Ce type d’étude ne permet pas à elle seule d’affirmer que le tabac est bien à l’origine de la protection des articulations, mais ce lien est probable. Les auteurs de l’étude mettent en avant certains mécanismes qui pourraient l’expliquer. Une étude en laboratoire a par exemple montré que la nicotine stimulent l’activité des cellules présentes au niveau des cartilages articulaires, les chondrocytes, promouvant la production des glycosaminoglycanes et du collagène qui les composent.

Une étude a d’ailleurs montré un lien entre la quantité de cigarettes fumées et le volume du cartilage du genou chez des personnes en bonne santé.

L’effet coupe faim de la nicotine bénéfique à la santé

Une partie des bénéfices de la nicotine sur la santé peut également s’expliquer par ses effets sur le métabolisme. Elle aide en effet à conserver un poids de forme en réduisant l’appétit en en augmentant la dépense d’énergie au repos. Les fumeurs sont ainsi en moyenne plus minces que les non-fumeurs et la plupart prennent du poids à l’arrêt du tabac.
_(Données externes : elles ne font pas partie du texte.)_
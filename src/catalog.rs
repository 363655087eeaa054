use chrono::NaiveDate;
use once_cell::sync::Lazy;

/// One entry of the built-in catalog. Defined once at load time and
/// never mutated.
#[derive(Debug, Clone, PartialEq, Eq)]
pub struct CatalogEntry {
    pub title: &'static str,
    pub year: i32,
    pub released: NaiveDate,
    pub tagline: &'static str,
    pub genre: &'static str,
    pub poster: &'static str,
}

fn date(year: i32, month: u32, day: u32) -> NaiveDate {
    NaiveDate::from_ymd_opt(year, month, day).expect("catalog dates are literal and valid")
}

pub static CATALOG: Lazy<Vec<CatalogEntry>> = Lazy::new(|| {
    vec![
        CatalogEntry {
            title: "The Fast and the Furious",
            year: 2001,
            released: date(2001, 6, 22),
            tagline: "An undercover cop infiltrates the street racing scene.",
            genre: "Action",
            poster: "assets/posters/fast1-2001.jpg",
        },
        CatalogEntry {
            title: "2 Fast 2 Furious",
            year: 2003,
            released: date(2003, 6, 6),
            tagline: "Miami. Fast cars. Bigger stakes.",
            genre: "Action",
            poster: "assets/posters/fast2-2003.jpg",
        },
        CatalogEntry {
            title: "The Fast and the Furious: Tokyo Drift",
            year: 2006,
            released: date(2006, 6, 16),
            tagline: "A new world of drifting in Tokyo.",
            genre: "Action",
            poster: "assets/posters/fast3-2006.jpg",
        },
        CatalogEntry {
            title: "Fast & Furious",
            year: 2009,
            released: date(2009, 4, 3),
            tagline: "Back to LA. Back to the crew.",
            genre: "Action",
            poster: "assets/posters/fast4-2009.jpg",
        },
        CatalogEntry {
            title: "Fast Five",
            year: 2011,
            released: date(2011, 4, 29),
            tagline: "The crew pulls a massive heist in Rio.",
            genre: "Action",
            poster: "assets/posters/fast5-2011.jpg",
        },
        CatalogEntry {
            title: "Fast & Furious 6",
            year: 2013,
            released: date(2013, 5, 24),
            tagline: "A global mission brings the team back together.",
            genre: "Action",
            poster: "assets/posters/fast6-2013.jpg",
        },
        CatalogEntry {
            title: "Furious 7",
            year: 2015,
            released: date(2015, 4, 3),
            tagline: "One last ride against a dangerous new threat.",
            genre: "Action",
            poster: "assets/posters/fast7-2015.jpg",
        },
        CatalogEntry {
            title: "The Fate of the Furious",
            year: 2017,
            released: date(2017, 4, 14),
            tagline: "Loyalty is tested when Dom goes rogue.",
            genre: "Action",
            poster: "assets/posters/fast8-2017.jpg",
        },
        CatalogEntry {
            title: "Fast & Furious Presents: Hobbs & Shaw",
            year: 2019,
            released: date(2019, 8, 2),
            tagline: "Two rivals team up to stop a global threat.",
            genre: "Action",
            poster: "assets/posters/hobbs-shaw-2019.jpg",
        },
        CatalogEntry {
            title: "F9: The Fast Saga",
            year: 2021,
            released: date(2021, 6, 25),
            tagline: "Family faces the past, and a new enemy.",
            genre: "Action",
            poster: "assets/posters/f9-2021.jpg",
        },
        CatalogEntry {
            title: "Fast X",
            year: 2023,
            released: date(2023, 5, 19),
            tagline: "A new villain targets the family's legacy.",
            genre: "Action",
            poster: "assets/posters/fastx-2023.jpg",
        },
    ]
});

/// Short human-readable form, e.g. "Jun 22, 2001".
pub fn format_release_date(released: NaiveDate) -> String {
    released.format("%b %-d, %Y").to_string()
}

#[cfg(test)]
mod tests {
    use super::*;

    #[test]
    fn catalog_holds_eleven_entries() {
        assert_eq!(CATALOG.len(), 11);
    }

    #[test]
    fn catalog_is_in_release_order() {
        let mut releases: Vec<NaiveDate> = CATALOG.iter().map(|e| e.released).collect();
        let original = releases.clone();
        releases.sort();
        assert_eq!(releases, original);
    }

    #[test]
    fn release_date_formats_short() {
        assert_eq!(format_release_date(date(2001, 6, 22)), "Jun 22, 2001");
        assert_eq!(format_release_date(date(2019, 8, 2)), "Aug 2, 2019");
    }
}
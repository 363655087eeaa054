use crate::catalog::CatalogEntry;
use crate::models::MovieSummary;

/// Display orderings recognized by the sort selector. Any other token
/// leaves the list in fetch/storage order.
#[derive(Debug, Clone, Copy, PartialEq, Eq)]
pub enum SortMode {
    TitleAsc,
    TitleDesc,
    Newest,
    Oldest,
}

impl SortMode {
    pub fn parse(token: &str) -> Option<Self> {
        match token {
            "az" => Some(Self::TitleAsc),
            "za" => Some(Self::TitleDesc),
            "newest" => Some(Self::Newest),
            "oldest" => Some(Self::Oldest),
            _ => None,
        }
    }
}

/// Leading ASCII digit run of a free-text year; "2017–2019" gives 2017,
/// anything without a leading run (e.g. "N/A") gives 0.
pub fn lenient_year(year: &str) -> i32 {
    let digits: String = year
        .trim()
        .chars()
        .take_while(|c| c.is_ascii_digit())
        .collect();
    digits.parse().unwrap_or(0)
}

fn title_key(title: &str) -> String {
    title.to_lowercase()
}

/// Non-destructive sort of remote results. `za` is defined as the exact
/// reverse of the `az` ordering for the same input, ties included, so it
/// is produced by reversing rather than by an independent comparison.
/// `newest`/`oldest` keep equal-year entries in their incoming order.
pub fn sort_movies(token: &str, movies: &[MovieSummary]) -> Vec<MovieSummary> {
    let mut sorted = movies.to_vec();
    match SortMode::parse(token) {
        Some(SortMode::TitleAsc) => {
            sorted.sort_by(|a, b| title_key(&a.title).cmp(&title_key(&b.title)));
        }
        Some(SortMode::TitleDesc) => {
            sorted.sort_by(|a, b| title_key(&a.title).cmp(&title_key(&b.title)));
            sorted.reverse();
        }
        Some(SortMode::Newest) => {
            sorted.sort_by(|a, b| lenient_year(&b.year).cmp(&lenient_year(&a.year)));
        }
        Some(SortMode::Oldest) => {
            sorted.sort_by(|a, b| lenient_year(&a.year).cmp(&lenient_year(&b.year)));
        }
        None => {}
    }
    sorted
}

/// Non-destructive sort of the static catalog. Unlike the remote
/// variant, `newest`/`oldest` order by the full release date, which
/// separates entries that share a year.
pub fn sort_catalog(token: &str, entries: &[CatalogEntry]) -> Vec<CatalogEntry> {
    let mut sorted = entries.to_vec();
    match SortMode::parse(token) {
        Some(SortMode::TitleAsc) => {
            sorted.sort_by(|a, b| title_key(a.title).cmp(&title_key(b.title)));
        }
        Some(SortMode::TitleDesc) => {
            sorted.sort_by(|a, b| title_key(a.title).cmp(&title_key(b.title)));
            sorted.reverse();
        }
        Some(SortMode::Newest) => {
            sorted.sort_by(|a, b| b.released.cmp(&a.released));
        }
        Some(SortMode::Oldest) => {
            sorted.sort_by(|a, b| a.released.cmp(&b.released));
        }
        None => {}
    }
    sorted
}
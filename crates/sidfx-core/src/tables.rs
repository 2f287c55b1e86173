//! Envelope Curve Tables
//!
//! Lookup tables shared by the envelope emulator and the bar renderer:
//!
//! - Attack/decay step tables derived from the SID's rate time constants
//! - A logarithmic sustain table mapping a sustain nibble into level space
//! - An exponential level curve mapping envelope energy to a 0-31 bar height
//! - A base-2 log table compressing a frequency high byte to a 0-31 bar height
//!
//! The curves only depend on fixed constants and are built once per process.
//! The step tables depend on the assumed tick period and are built per
//! [`SimConfig`](crate::SimConfig).

use std::sync::OnceLock;

/// Maximum envelope level (fixed-point, 5 integer bits over 8 fractional bits)
pub const LEVEL_MAX: u16 = 32 * 256 - 1;

/// Largest bar height produced by any table
pub const BAR_MAX: u8 = 31;

/// Envelope sub-steps advanced per interpreter tick
pub const ENVELOPE_SUBSTEPS: usize = 4;

/// Time constant of the exponential curves (in level-curve index units)
pub const CURVE_K: f64 = 54.0;

/// Upper end of the level-curve index range
pub const CURVE_L: f64 = 255.0;

/// Attack times in milliseconds for rate nibbles 0-15 (SID datasheet)
pub const ATTACK_MS: [u32; 16] = [
    2, 8, 16, 24, 38, 56, 68, 80, 100, 250, 500, 800, 1000, 3000, 5000, 8000,
];

/// Decay/release times in milliseconds for rate nibbles 0-15 (3x attack)
pub const DECAY_MS: [u32; 16] = [
    6, 24, 48, 72, 114, 168, 204, 240, 300, 750, 1500, 2400, 3000, 9000, 15000, 24000,
];

/// Per-sub-step envelope increments for one tick period.
///
/// `ASTEP = LEVEL_MAX * tick_ms / ENVELOPE_SUBSTEPS` is the level change that
/// covers the full range in one millisecond-equivalent of rate; each table
/// entry divides it by the rate's time constant so the ratios between rates
/// are exactly those of the time constants.
#[derive(Debug, Clone, PartialEq, Eq)]
pub struct EnvelopeRates {
    attack: [u32; 16],
    decay: [u32; 16],
}

impl EnvelopeRates {
    /// Build the step tables for a tick period in milliseconds.
    pub fn for_tick_ms(tick_ms: u32) -> Self {
        let astep = u64::from(LEVEL_MAX) * u64::from(tick_ms) / ENVELOPE_SUBSTEPS as u64;
        // A zero step would stall the phase forever on very short ticks.
        // Anything past u16::MAX already crosses the whole level range.
        let step = |ms: u32| (astep / u64::from(ms)).clamp(1, u64::from(u16::MAX)) as u32;
        let attack = std::array::from_fn(|i| step(ATTACK_MS[i]));
        let decay = std::array::from_fn(|i| step(DECAY_MS[i]));
        Self { attack, decay }
    }

    /// Attack increment for an attack nibble
    #[inline]
    pub fn attack_step(&self, nibble: u8) -> u32 {
        self.attack[(nibble & 0x0F) as usize]
    }

    /// Decay/release decrement for a decay or release nibble
    #[inline]
    pub fn decay_step(&self, nibble: u8) -> u32 {
        self.decay[(nibble & 0x0F) as usize]
    }
}

impl Default for EnvelopeRates {
    fn default() -> Self {
        Self::for_tick_ms(crate::config::PAL_TICK_MS)
    }
}

/// Fixed non-linear curves, computed once at first use.
#[derive(Debug, Clone)]
pub struct CurveTables {
    /// Envelope energy (level >> 5) to perceptual bar height
    pub level_curve: [u8; 256],
    /// Sustain nibble to level-curve index (shift left by 5 for level space)
    pub sustain_count: [u8; 16],
    /// Frequency high byte to bar height, `floor(log2(i) * 4)`
    pub log2: [u8; 256],
}

impl CurveTables {
    fn new() -> Self {
        let top = (CURVE_L / CURVE_K).exp();

        let level_curve = std::array::from_fn(|i| {
            let v = f64::from(BAR_MAX) * (i as f64 / CURVE_K).exp() / top;
            v.round().clamp(0.0, f64::from(BAR_MAX)) as u8
        });

        // ln(0) is -inf: sustain nibble 0 means silence
        let sustain_count = std::array::from_fn(|i| {
            if i == 0 {
                0
            } else {
                let v = CURVE_K * (i as f64 * top / 15.0).ln();
                v.round().clamp(0.0, CURVE_L) as u8
            }
        });

        let log2 = std::array::from_fn(|i| {
            if i == 0 {
                0
            } else {
                ((i as f64).log2() * 4.0).floor() as u8
            }
        });

        CurveTables {
            level_curve,
            sustain_count,
            log2,
        }
    }

    /// Decay target in level space for a sustain nibble
    #[inline]
    pub fn sustain_target(&self, nibble: u8) -> u16 {
        u16::from(self.sustain_count[(nibble & 0x0F) as usize]) << 5
    }

    /// Bar height for an envelope level outside the attack phase
    #[inline]
    pub fn level_bar(&self, level: u16) -> u8 {
        self.level_curve[(level.min(LEVEL_MAX) >> 5) as usize]
    }

    /// Bar height for an effective frequency
    #[inline]
    pub fn frequency_bar(&self, frequency: u16) -> u8 {
        self.log2[(frequency >> 8) as usize]
    }
}

static CURVES: OnceLock<CurveTables> = OnceLock::new();

/// Shared curve tables (built on first call)
pub fn curves() -> &'static CurveTables {
    CURVES.get_or_init(CurveTables::new)
}

#[cfg(test)]
mod tests {
    use super::*;
    use approx::assert_abs_diff_eq;

    fn level_formula(i: usize) -> f64 {
        31.0 * (i as f64 / CURVE_K).exp() / (CURVE_L / CURVE_K).exp()
    }

    #[test]
    fn test_level_curve_matches_formula() {
        let tables = curves();
        for i in [0usize, 64, 200, 255] {
            assert_abs_diff_eq!(
                f64::from(tables.level_curve[i]),
                level_formula(i),
                epsilon = 1.0
            );
        }
        assert_eq!(tables.level_curve[0], 0);
        assert_eq!(tables.level_curve[255], BAR_MAX);
    }

    #[test]
    fn test_level_curve_monotonic() {
        let tables = curves();
        for i in 1..256 {
            assert!(
                tables.level_curve[i] >= tables.level_curve[i - 1],
                "level curve drops at {}: {} < {}",
                i,
                tables.level_curve[i],
                tables.level_curve[i - 1]
            );
        }
    }

    #[test]
    fn test_sustain_table_endpoints() {
        let tables = curves();
        assert_eq!(tables.sustain_count[0], 0);
        assert_eq!(tables.sustain_count[15], 255);
        // 255 - 54 * ln(15) = 108.76
        assert_eq!(tables.sustain_count[1], 109);
        assert_eq!(tables.sustain_target(15), 255 << 5);
        assert!(tables.sustain_target(15) <= LEVEL_MAX);
    }

    #[test]
    fn test_sustain_midpoint_is_perceptual_half() {
        let tables = curves();
        // A mid sustain nibble lands well above the linear midpoint of the
        // level index range, but maps back to roughly half bar height.
        let mid = tables.sustain_count[8];
        assert!(mid > 128, "sustain 8 should be above linear half, got {mid}");
        let bar = tables.level_curve[mid as usize];
        assert!((13..=18).contains(&bar), "sustain 8 bar height {bar}");
    }

    #[test]
    fn test_log2_table() {
        let tables = curves();
        assert_eq!(tables.log2[0], 0);
        assert_eq!(tables.log2[1], 0);
        assert_eq!(tables.log2[2], 4);
        assert_eq!(tables.log2[3], 6);
        assert_eq!(tables.log2[16], 16);
        assert_eq!(tables.log2[255], 31);
        assert_eq!(tables.frequency_bar(0xFFFF), 31);
        // 1000 >> 8 = 3
        assert_eq!(tables.frequency_bar(1000), 6);
    }

    #[test]
    fn test_pal_rates() {
        let rates = EnvelopeRates::for_tick_ms(20);
        // ASTEP = 8191 * 20 / 4 = 40955
        assert_eq!(rates.attack_step(0), 40955 / 2);
        assert_eq!(rates.attack_step(15), 40955 / 8000);
        assert_eq!(rates.decay_step(0), 40955 / 6);
        assert_eq!(rates.decay_step(15), 40955 / 24000);
        assert!(rates.attack_step(0) > LEVEL_MAX as u32 / 2);
    }

    #[test]
    fn test_rates_scale_with_tick_period() {
        let slow = EnvelopeRates::for_tick_ms(20);
        let fast = EnvelopeRates::for_tick_ms(10);
        for nibble in 0..8u8 {
            let ratio = slow.attack_step(nibble) as f64 / fast.attack_step(nibble) as f64;
            assert_abs_diff_eq!(ratio, 2.0, epsilon = 0.01);
        }
    }

    #[test]
    fn test_rates_never_zero() {
        let rates = EnvelopeRates::for_tick_ms(1);
        for nibble in 0..16u8 {
            assert!(rates.attack_step(nibble) >= 1);
            assert!(rates.decay_step(nibble) >= 1);
        }
    }

    #[test]
    fn test_rates_saturate_on_long_ticks() {
        for tick_ms in [600_000, u32::MAX] {
            let rates = EnvelopeRates::for_tick_ms(tick_ms);
            for nibble in 0..16u8 {
                assert_eq!(rates.attack_step(nibble), u32::from(u16::MAX));
                assert!(rates.decay_step(nibble) >= u32::from(LEVEL_MAX));
                assert!(rates.decay_step(nibble) <= u32::from(u16::MAX));
            }
        }
    }

    #[test]
    fn test_rates_mask_nibble() {
        let rates = EnvelopeRates::default();
        assert_eq!(rates.attack_step(0xF3), rates.attack_step(0x03));
        assert_eq!(rates.decay_step(0x10), rates.decay_step(0x00));
    }
}
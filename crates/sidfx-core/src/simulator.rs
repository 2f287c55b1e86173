//! Effect Simulator
//!
//! Host-facing API: [`Simulator::reset`] snapshots a program and starts a run,
//! [`Simulator::tick`] advances the interpreter once and the envelope
//! [`ENVELOPE_SUBSTEPS`] times, and [`Simulator::sample`] reads the latest
//! (envelope, frequency) bar heights. A run is bounded by
//! [`SimConfig::max_ticks`]; ticks past the bound are ignored.

use serde::Serialize;

use crate::config::SimConfig;
use crate::envelope::{Envelope, EnvelopePhase};
use crate::interpreter::{Interpreter, PlayState, Transition};
use crate::program::{EffectProgram, Segment, MAX_SEGMENTS};
use crate::tables::{curves, EnvelopeRates, ENVELOPE_SUBSTEPS};

/// Interpreter ticks per 8-pixel bar cell
pub const TICKS_PER_COLUMN: usize = 2;

/// Samples (pixel columns) per bar cell
pub const SAMPLES_PER_COLUMN: usize = TICKS_PER_COLUMN * ENVELOPE_SUBSTEPS;

/// Bar heights for one envelope sub-step, both in `0..=31`
#[derive(Debug, Clone, Copy, PartialEq, Eq, Default, Serialize)]
pub struct Sample {
    /// Perceptual envelope loudness
    pub envelope: u8,
    /// Log-scaled pitch
    pub frequency: u8,
}

/// One row of a simulation trace
#[derive(Debug, Clone, Copy, PartialEq, Eq, Serialize)]
pub struct TickTrace {
    /// Ticks completed so far
    pub tick: usize,
    /// Interpreter state after the tick
    pub state: PlayState,
    /// Segment index
    pub position: usize,
    /// Pending delay
    pub delay: u8,
    /// Envelope phase after the last sub-step
    pub phase: EnvelopePhase,
    /// Envelope level after the last sub-step
    pub level: u16,
    /// Effective frequency
    pub frequency: u16,
    /// Effective pulse width
    pub pulse_width: u16,
    /// Envelope bar height
    pub envelope_bar: u8,
    /// Frequency bar height
    pub frequency_bar: u8,
}

/// A single simulated voice
#[derive(Debug, Clone)]
pub struct Simulator {
    config: SimConfig,
    rates: EnvelopeRates,
    program: Vec<Segment>,
    interpreter: Interpreter,
    envelope: Envelope,
    ticks: usize,
    last: [Sample; ENVELOPE_SUBSTEPS],
}

impl Simulator {
    /// Create a simulator with an empty program; call [`reset`](Self::reset)
    /// before ticking.
    pub fn new(config: SimConfig) -> Self {
        Simulator {
            rates: EnvelopeRates::for_tick_ms(config.tick_ms),
            config,
            program: Vec::with_capacity(MAX_SEGMENTS),
            interpreter: Interpreter::new(),
            envelope: Envelope::new(),
            ticks: 0,
            last: [Sample::default(); ENVELOPE_SUBSTEPS],
        }
    }

    /// Discard all state and start a new run of `program`.
    ///
    /// The program is copied, so later edits never reach a run in flight.
    pub fn reset(&mut self, program: &EffectProgram) {
        self.program.clear();
        self.program.extend_from_slice(program.segments());
        self.interpreter = Interpreter::new();
        self.envelope = Envelope::new();
        self.ticks = 0;
        self.last = [Sample::default(); ENVELOPE_SUBSTEPS];
        tracing::debug!(
            segments = self.program.len(),
            max_ticks = self.config.max_ticks(),
            "simulator reset"
        );
    }

    /// Advance one tick. Does nothing once the run is finished.
    pub fn tick(&mut self) {
        if self.is_finished() {
            return;
        }

        if self.interpreter.tick(&self.program) == Transition::ForceRelease {
            self.envelope.force_release();
        }

        let tables = curves();
        let voice = *self.interpreter.voice();
        let frequency = tables.frequency_bar(voice.frequency);
        for slot in self.last.iter_mut() {
            self.envelope.advance(&voice, &self.rates, tables);
            *slot = Sample {
                envelope: self.envelope.bar(tables),
                frequency,
            };
        }
        self.ticks += 1;
    }

    /// Latest sample
    pub fn sample(&self) -> Sample {
        self.last[ENVELOPE_SUBSTEPS - 1]
    }

    /// All samples produced by the latest tick, oldest first
    pub fn samples(&self) -> &[Sample; ENVELOPE_SUBSTEPS] {
        &self.last
    }

    /// Whether the tick bound has been reached
    pub fn is_finished(&self) -> bool {
        self.ticks >= self.config.max_ticks()
    }

    /// Ticks completed in this run
    pub fn ticks(&self) -> usize {
        self.ticks
    }

    /// Interpreter state
    pub fn interpreter(&self) -> &Interpreter {
        &self.interpreter
    }

    /// Envelope state
    pub fn envelope(&self) -> &Envelope {
        &self.envelope
    }

    /// Active configuration
    pub fn config(&self) -> &SimConfig {
        &self.config
    }

    /// Snapshot of the current state for trace output
    pub fn trace(&self) -> TickTrace {
        let voice = self.interpreter.voice();
        let sample = self.sample();
        TickTrace {
            tick: self.ticks,
            state: self.interpreter.state(),
            position: self.interpreter.position(),
            delay: self.interpreter.delay(),
            phase: self.envelope.phase(),
            level: self.envelope.level(),
            frequency: voice.frequency,
            pulse_width: voice.pulse_width,
            envelope_bar: sample.envelope,
            frequency_bar: sample.frequency,
        }
    }
}

#[cfg(test)]
mod tests {
    use super::*;
    use crate::program::ControlBits;

    fn program_of(segments: &[Segment]) -> EffectProgram {
        EffectProgram::from_segments(segments.to_vec()).unwrap()
    }

    #[test]
    fn test_tick_stops_at_bound() {
        let config = SimConfig {
            columns: 2,
            columns_per_frame: 1,
            ..SimConfig::default()
        };
        let mut sim = Simulator::new(config);
        sim.reset(&EffectProgram::new());
        for _ in 0..10 {
            sim.tick();
        }
        assert_eq!(sim.ticks(), 4);
        assert!(sim.is_finished());

        let before = sim.trace();
        sim.tick();
        assert_eq!(sim.trace(), before, "tick past the bound must be a no-op");
    }

    #[test]
    fn test_reset_restarts_from_scratch() {
        let mut sim = Simulator::new(SimConfig::default());
        let program = EffectProgram::new();
        sim.reset(&program);
        for _ in 0..3 {
            sim.tick();
        }
        assert_eq!(sim.envelope().phase(), EnvelopePhase::Decay);
        assert_ne!(sim.envelope().level(), 0);

        sim.reset(&program);
        assert_eq!(sim.ticks(), 0);
        assert_eq!(sim.interpreter(), &Interpreter::new());
        assert_eq!(sim.envelope(), &Envelope::new());
        assert_eq!(sim.sample(), Sample::default());
    }

    #[test]
    fn test_long_tick_period_saturates() {
        let config = SimConfig {
            tick_ms: 600_000,
            ..SimConfig::default()
        };
        let mut sim = Simulator::new(config);
        sim.reset(&EffectProgram::new());
        sim.tick();
        assert_eq!(sim.envelope().phase(), EnvelopePhase::Decay);
        assert_eq!(sim.envelope().level(), curves().sustain_target(8));
        while !sim.is_finished() {
            sim.tick();
            assert!(sim.envelope().level() <= crate::tables::LEVEL_MAX);
        }
        assert_eq!(sim.envelope().level(), 0);
    }

    #[test]
    fn test_first_tick_produces_samples() {
        let mut sim = Simulator::new(SimConfig::default());
        sim.reset(&EffectProgram::new());
        sim.tick();
        assert_eq!(sim.interpreter().state(), PlayState::Playing);
        // 1000 >> 8 = 3, floor(log2(3) * 4) = 6
        assert!(sim.samples().iter().all(|s| s.frequency == 6));
        assert!(sim.samples().iter().all(|s| s.envelope > 0));
        assert_eq!(sim.sample(), sim.samples()[ENVELOPE_SUBSTEPS - 1]);
    }

    #[test]
    fn test_run_is_isolated_from_later_edits() {
        let mut sim = Simulator::new(SimConfig::default());
        let mut program = EffectProgram::new();
        sim.reset(&program);
        program.segment_mut(0).unwrap().frequency = 0xFFFF;
        sim.tick();
        assert_eq!(sim.interpreter().voice().frequency, 1000);
    }

    #[test]
    fn test_ungated_program_stays_silent() {
        let segment = Segment {
            control: ControlBits::SAWTOOTH,
            gate_ticks: 0,
            release_ticks: 6,
            ..Segment::default()
        };
        let mut sim = Simulator::new(SimConfig::default());
        sim.reset(&program_of(&[segment]));
        while !sim.is_finished() {
            sim.tick();
            assert_eq!(sim.envelope().phase(), EnvelopePhase::Off);
            assert_eq!(sim.sample().envelope, 0);
        }
    }
}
Des chercheurs italiens ont mené une étude pour déterminer si l’usage de la cigarette électronique avec des recharges liquides contenant de la nicotine pouvait alléger cette prise de poids.

Ils ont suivi l’évolution de 86 personnes qui avaient troqué leurs cigarettes classiques contre la cigarette électronique et de 44 personnes qui avaient arrêté de fumer sans sans cette aide. Dans le groupe « cigarette électronique », les usagers étaient passés de 21 cigarettes classiques en moyenne à moins de 2 par jour. Un an après l’arrêt du tabac : 

  • les personnes n’ayant pas adopté la cigarette électronique avaient pris en moyenne 4,8 % de leur poids de départ ;
  • les personnes utilisant la cigarette électronique n’avaient pris que 1,5 % du poids de départ. 

La nicotine protège-t-elle du cancer de l’endomètre ?

Les fumeuses ont un risque réduit de cancer de l’endomètre, la muqueuse qui recouvre l’utérus, comme l’ont mis en évidence différentes études.

  • Des chercheurs chinois ont analysé 34 études et découvert que le fait de fumer 20 cigarettes par jour est associé à une réduction de 16 % à 27 % du risque de cancer selon le type d’études considérées. La réduction du risque concerne les femmes ménopausées, et est plus importante chez celles bénéficiant d’un traitement hormonal de substitution.
  • Une étude américaine a montré un réduction du risque de cancer de l’endomètre de 37 % chez les fumeuses et 27 % chez les anciennes fumeuses.

L’effet favorable du tabagisme passe notamment par une action au niveau hormonal. La nicotine provoque une augmentation du relargage d’hormone corticotrope (ACTH) par l’hypophyse, une glande située dans le cerveau. Elle stimule la production de progestérone et d’androgènes par les glandes surrénales. Ces hormones vont contrer les effets des œstrogènes sur la prolifération des cellules au sein des glandes utérines, ce qui protège contre l’apparition de ce cancer. La fumée de cigarette et la nicotine empêchent par ailleurs la prolifération des cellules situées à la surface de l’endomètre

La nicotine exerce ainsi certains effets bénéfiques, mais qui ne doivent pas faire oublier qu’elle peut également avoir un impact négatif sur l’organisme (nausées, augmentation de la fréquence cardiaque et respiratoire, troubles digestifs…). Les chercheurs travaillent sur la mise au point de produits analogues, qui présenteraient ses avantages sans ses inconvénients pour sécuriser son usage.